Bisogna avere un senso di riconoscenza nei confronti di Antonio Polito che ha ricordato in un suo articolo de “il Corriere della sera” di venerdì scorso un’opera di Benjamin Constant del 1796, “La forza del governo attuale della Francia e la necessità di riallinearsi” (traduzione libera, le versioni italiane che conosciamo sono discutibili). A onor del vero non ricordavamo un articolo di giornale dove si esaminasse il pensiero di Constant dall’agosto del 1980. François Furet per “le Monde”. Fa piacere riscontrare ancora tanta erudizione ai tempi nostri. Si ha sempre il dubbio che esaminare la storia recente con gli occhi del passato sia opera vana, ma perlomeno si esprime un intento morale. Questo, quando esaminare il passato con gli occhi di oggi, rischia solo di non farne capire niente.

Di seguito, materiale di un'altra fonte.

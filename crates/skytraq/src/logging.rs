use clap::ValueEnum;
use tracing::level_filters::LevelFilter;

#[derive(Copy, Clone, Debug, ValueEnum)]
pub enum LogFormat {
    Text,
    Json,
}

#[derive(Copy, Clone, Debug, ValueEnum)]
pub enum LogLevel {
    Off,
    Error,
    Warn,
    Info,
    Debug,
    Trace,
}

impl LogLevel {
    pub fn as_filter(self) -> LevelFilter {
        match self {
            LogLevel::Off => LevelFilter::OFF,
            LogLevel::Error => LevelFilter::ERROR,
            LogLevel::Warn => LevelFilter::WARN,
            LogLevel::Info => LevelFilter::INFO,
            LogLevel::Debug => LevelFilter::DEBUG,
            LogLevel::Trace => LevelFilter::TRACE,
        }
    }
}

/// Install the stderr subscriber. Stdout is reserved for command output.
pub fn init_logging(format: LogFormat, level: LogLevel) {
    let builder = tracing_subscriber::fmt()
        .with_writer(std::io::stderr)
        .with_max_level(level.as_filter())
        .with_ansi(false)
        .with_target(false);

    // A subscriber may already be installed when embedded; keep it.
    let _ = match format {
        LogFormat::Text => builder.try_init(),
        LogFormat::Json => builder.json().flatten_event(true).try_init(),
    };
}
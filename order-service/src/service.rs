//! Order creation and payment verification.

use crate::config::{Config, DEFAULT_RECEIPT_PREFIX};
use crate::error::OrderServiceError;
use openroot_core::environment::{Clock, SystemClock};
use openroot_razorpay::{
    CreateOrderRequest, KeySecret, Order, OrderGateway, RazorpayClient, RazorpayError,
    DEFAULT_CURRENCY,
};
use serde::{Deserialize, Serialize};
use serde_json::Value;
use std::sync::Arc;

/// Largest amount in minor units that survives a round trip through a JSON
/// number without losing precision.
pub const MAX_MINOR_UNITS: u64 = 1 << 53;

/// Outcome of a verification round-trip, as sent to the client
#[derive(Clone, Copy, Debug, PartialEq, Eq, Serialize, Deserialize)]
#[serde(rename_all = "lowercase")]
pub enum VerificationStatus {
    /// Signature matched
    Success,
    /// Signature did not match or fields were missing
    Failed,
    /// The server could not complete verification
    Error,
}

/// Parse a client-supplied rupee amount into paise.
///
/// Accepts a JSON number or a numeric string. The result is rounded to the
/// nearest paisa and must be between 1 and 2^53.
///
/// # Errors
///
/// Returns [`OrderServiceError::InvalidAmount`] for anything else.
pub fn parse_amount(amount: Option<&Value>) -> Result<u64, OrderServiceError> {
    let major = match amount {
        Some(Value::Number(number)) => number.as_f64(),
        Some(Value::String(text)) => text.trim().parse::<f64>().ok(),
        _ => None,
    }
    .ok_or(OrderServiceError::InvalidAmount)?;

    if !major.is_finite() || major <= 0.0 {
        return Err(OrderServiceError::InvalidAmount);
    }

    let minor = (major * 100.0).round();
    // Precision loss acceptable: 2^53 is exactly representable
    #[allow(clippy::cast_precision_loss)]
    let max = MAX_MINOR_UNITS as f64;
    if minor < 1.0 || minor > max {
        return Err(OrderServiceError::InvalidAmount);
    }

    // Range checked above
    #[allow(clippy::cast_possible_truncation, clippy::cast_sign_loss)]
    Ok(minor as u64)
}

/// The order service
///
/// Stateless apart from the immutable key secret. Shared across requests
/// behind an `Arc`.
pub struct OrderService {
    gateway: Arc<dyn OrderGateway>,
    key_secret: KeySecret,
    clock: Arc<dyn Clock>,
    receipt_prefix: String,
}

impl OrderService {
    /// Create a service over an arbitrary gateway and clock
    #[must_use]
    pub fn new(gateway: Arc<dyn OrderGateway>, key_secret: KeySecret, clock: Arc<dyn Clock>) -> Self {
        Self {
            gateway,
            key_secret,
            clock,
            receipt_prefix: DEFAULT_RECEIPT_PREFIX.to_string(),
        }
    }

    /// Create the production service: Razorpay client plus system clock
    ///
    /// # Errors
    ///
    /// Returns [`RazorpayError::ClientBuild`] if the HTTP client cannot be
    /// initialised.
    pub fn from_config(config: &Config) -> Result<Self, RazorpayError> {
        let client = RazorpayClient::new(
            config.razorpay.key_id.clone(),
            config.razorpay.key_secret.clone(),
            config.razorpay.api_url.clone(),
            config.razorpay.timeout,
        )?;

        Ok(Self::new(
            Arc::new(client),
            config.razorpay.key_secret.clone(),
            Arc::new(SystemClock),
        )
        .with_receipt_prefix(config.order.receipt_prefix.clone()))
    }

    /// Override the receipt prefix
    #[must_use]
    pub fn with_receipt_prefix(mut self, prefix: impl Into<String>) -> Self {
        self.receipt_prefix = prefix.into();
        self
    }

    /// Receipt reference for an order minted now
    #[must_use]
    pub fn receipt(&self) -> String {
        format!("{}_{}", self.receipt_prefix, self.clock.now().timestamp_millis())
    }

    /// Mint a gateway order for `amount` rupees.
    ///
    /// # Errors
    ///
    /// - [`OrderServiceError::InvalidAmount`] before any gateway call
    /// - [`OrderServiceError::OrderCreationFailed`] if the gateway fails
    pub async fn create_order(&self, amount: Option<&Value>) -> Result<Order, OrderServiceError> {
        let minor = parse_amount(amount).inspect_err(|_| {
            tracing::warn!(amount = ?amount, "Rejected order: invalid amount");
            metrics::counter!("orders.rejected").increment(1);
        })?;

        let request = CreateOrderRequest::new(minor, DEFAULT_CURRENCY, self.receipt());
        tracing::info!(amount = minor, receipt = %request.receipt, "Creating order");

        match self.gateway.create_order(request).await {
            Ok(order) => {
                metrics::counter!("orders.created").increment(1);
                tracing::info!(order_id = %order.id, amount = order.amount, "Order created");
                Ok(order)
            },
            Err(error) => {
                metrics::counter!("orders.failed").increment(1);
                tracing::error!(%error, "Gateway order creation failed");
                Err(OrderServiceError::OrderCreationFailed(error))
            },
        }
    }

    /// Check the signature forwarded by the client.
    ///
    /// Pure: no I/O and no state, so identical inputs always give identical
    /// results.
    ///
    /// # Errors
    ///
    /// - [`OrderServiceError::MissingFields`] if any field is absent or empty
    /// - [`OrderServiceError::SignatureMismatch`] if the signature differs
    /// - [`OrderServiceError::Unexpected`] if the signature cannot be computed
    pub fn verify_payment(
        &self,
        order_id: Option<&str>,
        payment_id: Option<&str>,
        signature: Option<&str>,
    ) -> Result<(), OrderServiceError> {
        fn present(field: Option<&str>) -> Option<&str> {
            field.filter(|value| !value.is_empty())
        }

        let (Some(order_id), Some(payment_id), Some(signature)) =
            (present(order_id), present(payment_id), present(signature))
        else {
            tracing::warn!("Rejected verification: missing fields");
            metrics::counter!("payments.verified", "outcome" => "missing_fields").increment(1);
            return Err(OrderServiceError::MissingFields);
        };

        if self.key_secret.verify(order_id, payment_id, signature)? {
            metrics::counter!("payments.verified", "outcome" => "success").increment(1);
            tracing::info!(order_id, payment_id, "Payment verified");
            Ok(())
        } else {
            metrics::counter!("payments.verified", "outcome" => "mismatch").increment(1);
            tracing::warn!(order_id, payment_id, "Payment signature mismatch");
            Err(OrderServiceError::SignatureMismatch)
        }
    }
}

impl std::fmt::Debug for OrderService {
    fn fmt(&self, f: &mut std::fmt::Formatter<'_>) -> std::fmt::Result {
        f.debug_struct("OrderService")
            .field("key_secret", &self.key_secret)
            .field("receipt_prefix", &self.receipt_prefix)
            .finish_non_exhaustive()
    }
}
//! # Openroot Order Service
//!
//! Stateless HTTP backend for course checkout. It is the only component that
//! holds the Razorpay key secret, and it does two things:
//!
//! 1. **Create order**: validate a rupee amount and mint a gateway order for
//!    it in paise.
//! 2. **Verify payment**: recompute the callback signature the hosted
//!    checkout produced and compare it in constant time.
//!
//! ## Example
//!
//! ```ignore
//! use openroot_order_service::{build_router, AppState, Config, OrderService};
//!
//! let config = Config::from_env()?;
//! let service = OrderService::from_config(&config)?;
//! let app = build_router(AppState::new(service));
//! ```

pub mod config;
pub mod error;
pub mod handlers;
pub mod router;
pub mod service;

pub use config::{Config, ConfigError, OrderConfig, RazorpayConfig, ServerConfig};
pub use error::OrderServiceError;
pub use router::{build_router, AppState};
pub use service::{parse_amount, OrderService, VerificationStatus};
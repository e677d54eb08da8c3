//! Wire types for the Razorpay orders API and checkout callback

use serde::{Deserialize, Serialize};
use serde_json::{Map, Value};

/// The only currency orders are minted in
pub const DEFAULT_CURRENCY: &str = "INR";

/// Body of `POST /orders`
#[derive(Clone, Debug, Serialize, Deserialize, PartialEq, Eq)]
pub struct CreateOrderRequest {
    /// Amount in minor units (paise)
    pub amount: u64,
    /// ISO currency code
    pub currency: String,
    /// Merchant receipt reference
    pub receipt: String,
}

impl CreateOrderRequest {
    /// Create an order request
    #[must_use]
    pub fn new(amount: u64, currency: impl Into<String>, receipt: impl Into<String>) -> Self {
        Self {
            amount,
            currency: currency.into(),
            receipt: receipt.into(),
        }
    }
}

/// An order as returned by the gateway
///
/// Fields other than the ones named here (`entity`, `receipt`, `status`,
/// `created_at`, ...) are kept in `extra` so the order can be relayed as-is,
/// explicit nulls included.
#[derive(Clone, Debug, Serialize, Deserialize, PartialEq)]
pub struct Order {
    /// Gateway order id (`order_...`)
    pub id: String,
    /// Amount in minor units
    pub amount: u64,
    /// ISO currency code
    pub currency: String,
    /// Remaining gateway fields
    #[serde(flatten)]
    pub extra: Map<String, Value>,
}

impl Order {
    /// Merchant receipt reference, when the gateway sent one
    #[must_use]
    pub fn receipt(&self) -> Option<&str> {
        self.extra.get("receipt").and_then(Value::as_str)
    }
}

/// Fields the hosted checkout hands back after a successful payment
#[derive(Clone, Debug, Serialize, Deserialize, PartialEq, Eq)]
pub struct PaymentCallback {
    /// Order the payment was made against
    pub razorpay_order_id: String,
    /// Gateway payment id (`pay_...`)
    pub razorpay_payment_id: String,
    /// Hex HMAC-SHA256 of `order_id|payment_id`
    pub razorpay_signature: String,
}

#[cfg(test)]
#[allow(clippy::unwrap_used)]
mod tests {
    use super::*;
    use serde_json::json;

    #[test]
    fn order_keeps_unknown_gateway_fields() {
        let raw = json!({
            "id": "order_abc",
            "entity": "order",
            "amount": 176_900,
            "amount_paid": 0,
            "currency": "INR",
            "receipt": "openroot_1735689600000",
            "status": "created",
            "attempts": 0,
            "notes": [],
            "created_at": 1_735_689_600
        });

        let order: Order = serde_json::from_value(raw.clone()).unwrap();
        assert_eq!(order.id, "order_abc");
        assert_eq!(order.amount, 176_900);
        assert_eq!(order.extra.get("status"), Some(&json!("created")));
        assert_eq!(order.receipt(), Some("openroot_1735689600000"));

        assert_eq!(serde_json::to_value(&order).unwrap(), raw);
    }

    #[test]
    fn order_relays_null_receipt() {
        let raw = json!({"id": "order_1", "amount": 100, "currency": "INR", "receipt": null});
        let order: Order = serde_json::from_value(raw.clone()).unwrap();

        assert_eq!(order.receipt(), None);
        assert_eq!(serde_json::to_value(&order).unwrap(), raw);
    }

    #[test]
    fn order_without_receipt_stays_without() {
        let order: Order =
            serde_json::from_value(json!({"id": "order_1", "amount": 100, "currency": "INR"}))
                .unwrap();

        assert_eq!(order.receipt(), None);
        assert!(serde_json::to_value(&order).unwrap().get("receipt").is_none());
    }

    #[test]
    fn create_order_request_wire_shape() {
        let request = CreateOrderRequest::new(124_900, DEFAULT_CURRENCY, "openroot_42");
        assert_eq!(
            serde_json::to_value(&request).unwrap(),
            json!({"amount": 124_900, "currency": "INR", "receipt": "openroot_42"})
        );
    }
}
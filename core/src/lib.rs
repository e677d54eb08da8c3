//! # Openroot Core
//!
//! Core traits and types for the Openroot checkout.
//!
//! Business logic is written as reducers: pure transition functions that
//! update state in place and describe the side effects they need. The
//! runtime crate executes those descriptions and feeds any resulting
//! actions back into the reducer.
//!
//! ## Core Concepts
//!
//! - **State**: Domain state for a feature (e.g. the checkout screen)
//! - **Action**: All possible inputs to a reducer (user intents and effect results)
//! - **Reducer**: Pure function `(State, Action, Environment) → (State, Effects)`
//! - **Effect**: Side effect descriptions (not execution)
//! - **Environment**: Injected dependencies via traits
//!
//! ## Example
//!
//! ```
//! use openroot_core::{effect::Effect, reducer::Reducer, smallvec, SmallVec};
//!
//! #[derive(Clone, Debug, Default)]
//! struct CounterState {
//!     count: i64,
//! }
//!
//! #[derive(Clone, Debug)]
//! enum CounterAction {
//!     Increment,
//! }
//!
//! struct CounterReducer;
//!
//! impl Reducer for CounterReducer {
//!     type State = CounterState;
//!     type Action = CounterAction;
//!     type Environment = ();
//!
//!     fn reduce(
//!         &self,
//!         state: &mut CounterState,
//!         action: CounterAction,
//!         _env: &(),
//!     ) -> SmallVec<[Effect<CounterAction>; 4]> {
//!         match action {
//!             CounterAction::Increment => {
//!                 state.count += 1;
//!                 smallvec![Effect::None]
//!             },
//!         }
//!     }
//! }
//!
//! let mut state = CounterState::default();
//! let effects = CounterReducer.reduce(&mut state, CounterAction::Increment, &());
//! assert_eq!(state.count, 1);
//! assert_eq!(effects.len(), 1);
//! ```

// Re-export commonly used types
pub use chrono::{DateTime, Utc};
pub use smallvec::{smallvec, SmallVec};

mod effect_macros;

/// Reducer module - the core trait for business logic
///
/// Reducers are pure functions: `(State, Action, Environment) → (State, Effects)`.
/// They are deterministic and testable without any I/O.
pub mod reducer {
    use super::effect::Effect;
    use smallvec::SmallVec;

    /// The Reducer trait - core abstraction for business logic
    ///
    /// # Type Parameters
    ///
    /// - `State`: The domain state this reducer operates on
    /// - `Action`: The action type this reducer processes
    /// - `Environment`: The injected dependencies this reducer needs
    pub trait Reducer {
        /// The state type this reducer operates on
        type State;

        /// The action type this reducer processes
        type Action;

        /// The environment type with injected dependencies
        type Environment;

        /// Reduce an action into state changes and effects
        ///
        /// This is a pure function that:
        /// 1. Validates the action against the current state
        /// 2. Updates state in place
        /// 3. Returns effect descriptions to be executed
        ///
        /// Most actions produce zero or one effect, so the returned collection
        /// stays on the stack.
        fn reduce(
            &self,
            state: &mut Self::State,
            action: Self::Action,
            env: &Self::Environment,
        ) -> SmallVec<[Effect<Self::Action>; 4]>;
    }
}

/// Effect module - side effect descriptions
///
/// Effects are values returned by reducers and executed by the `Store`
/// runtime. A reducer never runs them itself.
pub mod effect {
    use std::future::Future;
    use std::pin::Pin;
    use std::time::Duration;

    /// Effect type - describes a side effect to be executed
    ///
    /// # Type Parameters
    ///
    /// - `Action`: The action type that effects can produce (feedback loop)
    pub enum Effect<Action> {
        /// No-op effect
        None,

        /// Delayed action (for timers such as the success celebration)
        Delay {
            /// How long to wait
            duration: Duration,
            /// Action to dispatch after delay
            action: Box<Action>,
        },

        /// Arbitrary async computation
        ///
        /// Returns `Option<Action>` - if Some, the action is fed back into the reducer
        Future(Pin<Box<dyn Future<Output = Option<Action>> + Send>>),
    }

    // Manual Debug implementation since Future doesn't implement Debug
    impl<Action> std::fmt::Debug for Effect<Action>
    where
        Action: std::fmt::Debug,
    {
        fn fmt(&self, f: &mut std::fmt::Formatter<'_>) -> std::fmt::Result {
            match self {
                Effect::None => write!(f, "Effect::None"),
                Effect::Delay { duration, action } => f
                    .debug_struct("Effect::Delay")
                    .field("duration", duration)
                    .field("action", action)
                    .finish(),
                Effect::Future(_) => write!(f, "Effect::Future(<future>)"),
            }
        }
    }
}

/// Environment module - dependency injection traits
///
/// All external dependencies are abstracted behind traits and injected
/// via the Environment parameter.
pub mod environment {
    use chrono::{DateTime, Utc};

    /// Clock trait - abstracts time operations for testability
    pub trait Clock: Send + Sync {
        /// Get the current time
        fn now(&self) -> DateTime<Utc>;
    }

    /// Production clock backed by the system time
    #[derive(Debug, Clone, Copy, Default)]
    pub struct SystemClock;

    impl Clock for SystemClock {
        fn now(&self) -> DateTime<Utc> {
            Utc::now()
        }
    }
}
//! HTTP handlers for the order service.
//!
//! Bodies are taken as `Result<Json<_>, JsonRejection>` so a malformed
//! request maps to the endpoint's own validation error instead of axum's
//! default rejection.

use crate::error::OrderServiceError;
use crate::router::AppState;
use crate::service::VerificationStatus;
use axum::{
    extract::{rejection::JsonRejection, State},
    Json,
};
use openroot_razorpay::Order;
use openroot_web::{CorrelationId, WebResult};
use serde::{Deserialize, Serialize};
use serde_json::Value;

/// Liveness text served at `/`
pub const ROOT_TEXT: &str = "✅ Openroot Backend is Running";

/// Request body for `POST /create-order`
#[derive(Debug, Deserialize)]
pub struct CreateOrderBody {
    /// Amount in rupees (number or numeric string)
    #[serde(default)]
    pub amount: Option<Value>,
}

/// Request body for `POST /verify-payment`
///
/// Fields are taken as raw JSON so a non-string id still reaches signature
/// verification, see [`field_text`].
#[derive(Debug, Deserialize)]
pub struct VerifyPaymentBody {
    /// Order id returned by `create-order`
    #[serde(default)]
    pub razorpay_order_id: Option<Value>,
    /// Payment id from the hosted checkout
    #[serde(default)]
    pub razorpay_payment_id: Option<Value>,
    /// Signature from the hosted checkout
    #[serde(default)]
    pub razorpay_signature: Option<Value>,
}

/// Text a verification field signs as
///
/// Absent, `null`, `false` and `0` count as missing. Strings are used as
/// they are; any other value is signed as its JSON text, so `123` is
/// checked as `"123"` and normally ends as a signature mismatch.
#[must_use]
pub fn field_text(value: Option<&Value>) -> Option<String> {
    match value? {
        Value::Null | Value::Bool(false) => None,
        Value::Number(n) if n.as_f64().is_some_and(|f| f.abs() < f64::EPSILON) => None,
        Value::String(text) => Some(text.clone()),
        other => Some(other.to_string()),
    }
}

/// Response body for a successful verification
#[derive(Debug, Serialize)]
pub struct VerifyPaymentResponse {
    /// Always `success`; failures are rendered by the error path
    pub status: VerificationStatus,
}

/// `GET /`
#[allow(clippy::unused_async)]
pub async fn root() -> &'static str {
    ROOT_TEXT
}

/// `POST /create-order`
///
/// Relays the gateway's order object verbatim.
///
/// # Errors
///
/// `400 {"error":"Invalid amount"}` or `500 {"error":"Order creation failed"}`.
pub async fn create_order(
    State(state): State<AppState>,
    correlation_id: CorrelationId,
    body: Result<Json<CreateOrderBody>, JsonRejection>,
) -> WebResult<Json<Order>> {
    let Json(body) = body.map_err(|rejection| {
        tracing::warn!(
            correlation_id = %correlation_id.0,
            error = %rejection,
            "Unreadable create-order body"
        );
        OrderServiceError::InvalidAmount
    })?;

    let order = state.orders.create_order(body.amount.as_ref()).await?;
    tracing::debug!(correlation_id = %correlation_id.0, order_id = %order.id, "Relaying order");
    Ok(Json(order))
}

/// `POST /verify-payment`
///
/// # Errors
///
/// `400 {"status":"failed","reason":"Missing fields"}`,
/// `400 {"status":"failed"}` or `500 {"status":"error"}`.
pub async fn verify_payment(
    State(state): State<AppState>,
    correlation_id: CorrelationId,
    body: Result<Json<VerifyPaymentBody>, JsonRejection>,
) -> WebResult<Json<VerifyPaymentResponse>> {
    let Json(body) = body.map_err(|rejection| {
        tracing::warn!(
            correlation_id = %correlation_id.0,
            error = %rejection,
            "Unreadable verify-payment body"
        );
        OrderServiceError::MissingFields
    })?;

    let order_id = field_text(body.razorpay_order_id.as_ref());
    let payment_id = field_text(body.razorpay_payment_id.as_ref());
    let signature = field_text(body.razorpay_signature.as_ref());
    state.orders.verify_payment(
        order_id.as_deref(),
        payment_id.as_deref(),
        signature.as_deref(),
    )?;

    Ok(Json(VerifyPaymentResponse {
        status: VerificationStatus::Success,
    }))
}
//! Error types for the Razorpay client

use thiserror::Error;

/// Errors that can occur when talking to the Razorpay orders API
#[derive(Debug, Error)]
pub enum RazorpayError {
    /// HTTP client could not be constructed
    #[error("Failed to build HTTP client: {0}")]
    ClientBuild(String),

    /// HTTP request failed before a response arrived
    #[error("Request failed: {0}")]
    RequestFailed(String),

    /// Request exceeded the configured timeout
    #[error("Request timed out")]
    Timeout,

    /// Response parsing failed
    #[error("Response parsing failed: {0}")]
    ResponseParseFailed(String),

    /// Rate limited - too many requests
    #[error("Rate limited - too many requests")]
    RateLimited,

    /// Unauthorized - invalid key id or secret
    #[error("Unauthorized - invalid key id or secret")]
    Unauthorized,

    /// API returned an error
    #[error("API error (status {status}): {message}")]
    ApiError {
        /// HTTP status code
        status: u16,
        /// Error body from the API
        message: String,
    },
}

impl From<reqwest::Error> for RazorpayError {
    fn from(error: reqwest::Error) -> Self {
        if error.is_timeout() {
            Self::Timeout
        } else if error.is_decode() {
            Self::ResponseParseFailed(error.to_string())
        } else {
            Self::RequestFailed(error.to_string())
        }
    }
}
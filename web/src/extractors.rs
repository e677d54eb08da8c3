//! Custom Axum extractors.
//!
//! # Examples
//!
//! ```ignore
//! use openroot_web::extractors::CorrelationId;
//!
//! async fn handler(correlation_id: CorrelationId) -> Result<Json<Response>, AppError> {
//!     tracing::info!(correlation_id = %correlation_id.0, "Processing request");
//!     Ok(Json(response))
//! }
//! ```

use axum::{async_trait, extract::FromRequestParts, http::request::Parts};
use uuid::Uuid;

use crate::middleware::CORRELATION_ID_HEADER;

/// Correlation ID for request tracing.
///
/// Uses the id stored by [`correlation_id_layer`](crate::correlation_id_layer)
/// when the middleware is installed, so handler logs and the response header
/// agree. Otherwise falls back to the `X-Correlation-ID` header, or a new
/// UUID v4.
#[derive(Debug, Clone, Copy)]
pub struct CorrelationId(pub Uuid);

#[async_trait]
impl<S> FromRequestParts<S> for CorrelationId
where
    S: Send + Sync,
{
    type Rejection = std::convert::Infallible;

    async fn from_request_parts(parts: &mut Parts, _state: &S) -> Result<Self, Self::Rejection> {
        if let Some(id) = parts.extensions.get::<Uuid>() {
            return Ok(Self(*id));
        }

        let correlation_id = parts
            .headers
            .get(CORRELATION_ID_HEADER)
            .and_then(|v| v.to_str().ok())
            .and_then(|s| Uuid::parse_str(s).ok())
            .unwrap_or_else(Uuid::new_v4);

        Ok(Self(correlation_id))
    }
}
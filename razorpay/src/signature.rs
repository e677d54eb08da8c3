//! Checkout callback signatures
//!
//! Razorpay signs a completed payment as
//! `hex(HMAC-SHA256(key_secret, order_id + "|" + payment_id))`. The merchant
//! backend recomputes that value and compares it with the one the browser
//! forwarded.

use constant_time_eq::constant_time_eq;
use hmac::{Hmac, Mac};
use sha2::Sha256;
use std::fmt;
use std::sync::Arc;
use thiserror::Error;

type HmacSha256 = Hmac<Sha256>;

/// Errors raised while computing a signature
#[derive(Debug, Error)]
pub enum SignatureError {
    /// The secret could not be used as an HMAC key
    #[error("Invalid signing key")]
    InvalidKey(#[from] hmac::digest::InvalidLength),
}

/// Gateway key secret
///
/// Held in memory only. `Debug` never prints the value.
#[derive(Clone)]
pub struct KeySecret(Arc<str>);

impl KeySecret {
    /// Wrap a secret value
    #[must_use]
    pub fn new(secret: impl Into<String>) -> Self {
        Self(Arc::from(secret.into()))
    }

    /// Borrow the raw secret
    #[must_use]
    pub fn expose(&self) -> &str {
        &self.0
    }

    /// Whether the secret is empty
    #[must_use]
    pub fn is_empty(&self) -> bool {
        self.0.is_empty()
    }

    /// Compute the signature Razorpay would attach to this payment
    ///
    /// # Errors
    ///
    /// Returns [`SignatureError::InvalidKey`] if the secret is rejected as an
    /// HMAC key.
    pub fn sign(&self, order_id: &str, payment_id: &str) -> Result<String, SignatureError> {
        let mut mac = HmacSha256::new_from_slice(self.0.as_bytes())?;
        mac.update(order_id.as_bytes());
        mac.update(b"|");
        mac.update(payment_id.as_bytes());
        Ok(hex::encode(mac.finalize().into_bytes()))
    }

    /// Check a forwarded signature in constant time
    ///
    /// # Errors
    ///
    /// Returns [`SignatureError::InvalidKey`] if the secret is rejected as an
    /// HMAC key.
    pub fn verify(
        &self,
        order_id: &str,
        payment_id: &str,
        signature: &str,
    ) -> Result<bool, SignatureError> {
        let expected = self.sign(order_id, payment_id)?;
        Ok(constant_time_eq(expected.as_bytes(), signature.as_bytes()))
    }
}

impl fmt::Debug for KeySecret {
    fn fmt(&self, f: &mut fmt::Formatter<'_>) -> fmt::Result {
        f.write_str("KeySecret(<redacted>)")
    }
}
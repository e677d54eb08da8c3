//! Razorpay REST client

use crate::{
    error::RazorpayError,
    gateway::{GatewayFuture, OrderGateway},
    signature::KeySecret,
    types::{CreateOrderRequest, Order},
};
use reqwest::{Client, StatusCode};
use std::fmt;
use std::time::Duration;

/// Production API base URL
pub const DEFAULT_API_URL: &str = "https://api.razorpay.com/v1";

/// Razorpay API client
///
/// Authenticates with HTTP basic auth (`key_id:key_secret`). Every request is
/// bounded by the timeout given at construction.
#[derive(Clone)]
pub struct RazorpayClient {
    client: Client,
    key_id: String,
    key_secret: KeySecret,
    api_url: String,
}

impl RazorpayClient {
    /// Create a client against `api_url`
    ///
    /// # Errors
    ///
    /// Returns [`RazorpayError::ClientBuild`] if the underlying HTTP client
    /// cannot be initialised (e.g. TLS backend failure).
    pub fn new(
        key_id: impl Into<String>,
        key_secret: KeySecret,
        api_url: impl Into<String>,
        timeout: Duration,
    ) -> Result<Self, RazorpayError> {
        let client = Client::builder()
            .timeout(timeout)
            .build()
            .map_err(|e| RazorpayError::ClientBuild(e.to_string()))?;

        Ok(Self {
            client,
            key_id: key_id.into(),
            key_secret,
            api_url: api_url.into().trim_end_matches('/').to_string(),
        })
    }

    /// Public key id, safe to hand to browsers
    #[must_use]
    pub fn key_id(&self) -> &str {
        &self.key_id
    }

    /// Create an order
    ///
    /// # Errors
    ///
    /// Returns errors for network failures, timeouts, non-2xx responses or
    /// unparsable bodies.
    pub async fn create_order(&self, request: &CreateOrderRequest) -> Result<Order, RazorpayError> {
        tracing::debug!(
            amount = request.amount,
            currency = %request.currency,
            receipt = %request.receipt,
            "Creating Razorpay order"
        );

        let response = self
            .client
            .post(format!("{}/orders", self.api_url))
            .basic_auth(&self.key_id, Some(self.key_secret.expose()))
            .json(request)
            .send()
            .await?;

        match response.status() {
            status if status.is_success() => {
                let order = response
                    .json::<Order>()
                    .await
                    .map_err(|e| RazorpayError::ResponseParseFailed(e.to_string()))?;
                tracing::info!(order_id = %order.id, amount = order.amount, "Razorpay order created");
                Ok(order)
            },
            StatusCode::TOO_MANY_REQUESTS => Err(RazorpayError::RateLimited),
            StatusCode::UNAUTHORIZED => Err(RazorpayError::Unauthorized),
            status => {
                let body = response.text().await.unwrap_or_default();
                Err(RazorpayError::ApiError {
                    status: status.as_u16(),
                    message: body,
                })
            },
        }
    }
}

impl fmt::Debug for RazorpayClient {
    fn fmt(&self, f: &mut fmt::Formatter<'_>) -> fmt::Result {
        f.debug_struct("RazorpayClient")
            .field("key_id", &self.key_id)
            .field("key_secret", &self.key_secret)
            .field("api_url", &self.api_url)
            .finish_non_exhaustive()
    }
}

impl OrderGateway for RazorpayClient {
    fn create_order(&self, request: CreateOrderRequest) -> GatewayFuture<Order> {
        let client = self.clone();
        Box::pin(async move { RazorpayClient::create_order(&client, &request).await })
    }
}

Constant è un caso limite, si tratta dell’unico autentico teorico del Termidoro. Svizzero, nobile. educato ad Oxford arriva in Francia nel 1796. Molto ambizioso, intimo di madame de Stael, ritiene di poter coniugare le istanze della rivoluzione in una dottrina che le stemperi tutte. Traumatizzato dal Terrore, di cui pure non ha esperienza, difende il sistema politico termidoriano, cercando di individuare un principio che lo sottragga alle passioni della piazza. Lasciamo perdere “la volontà generale” citata da Polito, Constant è il primo a definire un’astrazione quella che è una semplice negazione. La volontà generale non è particolare, non è alienabile, appartiene al popolo, non corrisponde mai a quella della maggioranza. Parliamo invece di cosa Constant proponga. Egli è il campione del liberalismo sperduto impigliato in un tragico dilemma. Le fazioni che dilaniano la Francia ne promettono la rovina. Per questo vorrebbe sostenere chi domina le fazioni, non fosse che Bonaparte gli pare anche peggio.

A differenza di Constant, Polito riconosce nelle fazioni il sale della democrazia. Basterebbe dunque temperarle perché troppo sale, scrive, disgusta il palato. L’occasione è il voto sul capo dello Stato. Si scelga una personalità super partes, all’altezza del compito. Per riuscirvi le fazioni dovrebbero rinunciare alle loro prerogative. Ne saranno mai capaci?
Questa la domanda che Polito lascia aperta. Nel caso non vi riuscissero, ecco la soluzione che pure Constant non amava, ovvero l’elezione diretta del capo dello Stato. La soluzione presidenzialista impoverirebbe le fazioni del loro peso.

Resta l’esempio di Constant. Appena scritto nel suo ultimo libro che l’autoritarismo era come l’anarchia, siamo nel 1815, corse alla corte di Napoleone tornato in Francia nei cento giorni. Un bello sciocco, se questo gesto così contraddittorio, sarebbe dovuto servire a promuoverne la carriera. Altrimenti, il corso delle sue idee lo condusse all’inevitabile. Il giacobinismo era pur sempre preferibile alla restaurazione.
Anche se si parla di un’altra e lontana epoca, verrebbe da chiedersi, se le opzioni disponibili siano simili. Comunque non preoccupatevi, in nessun caso l’elezione di Berlusconi tornerebbe utile.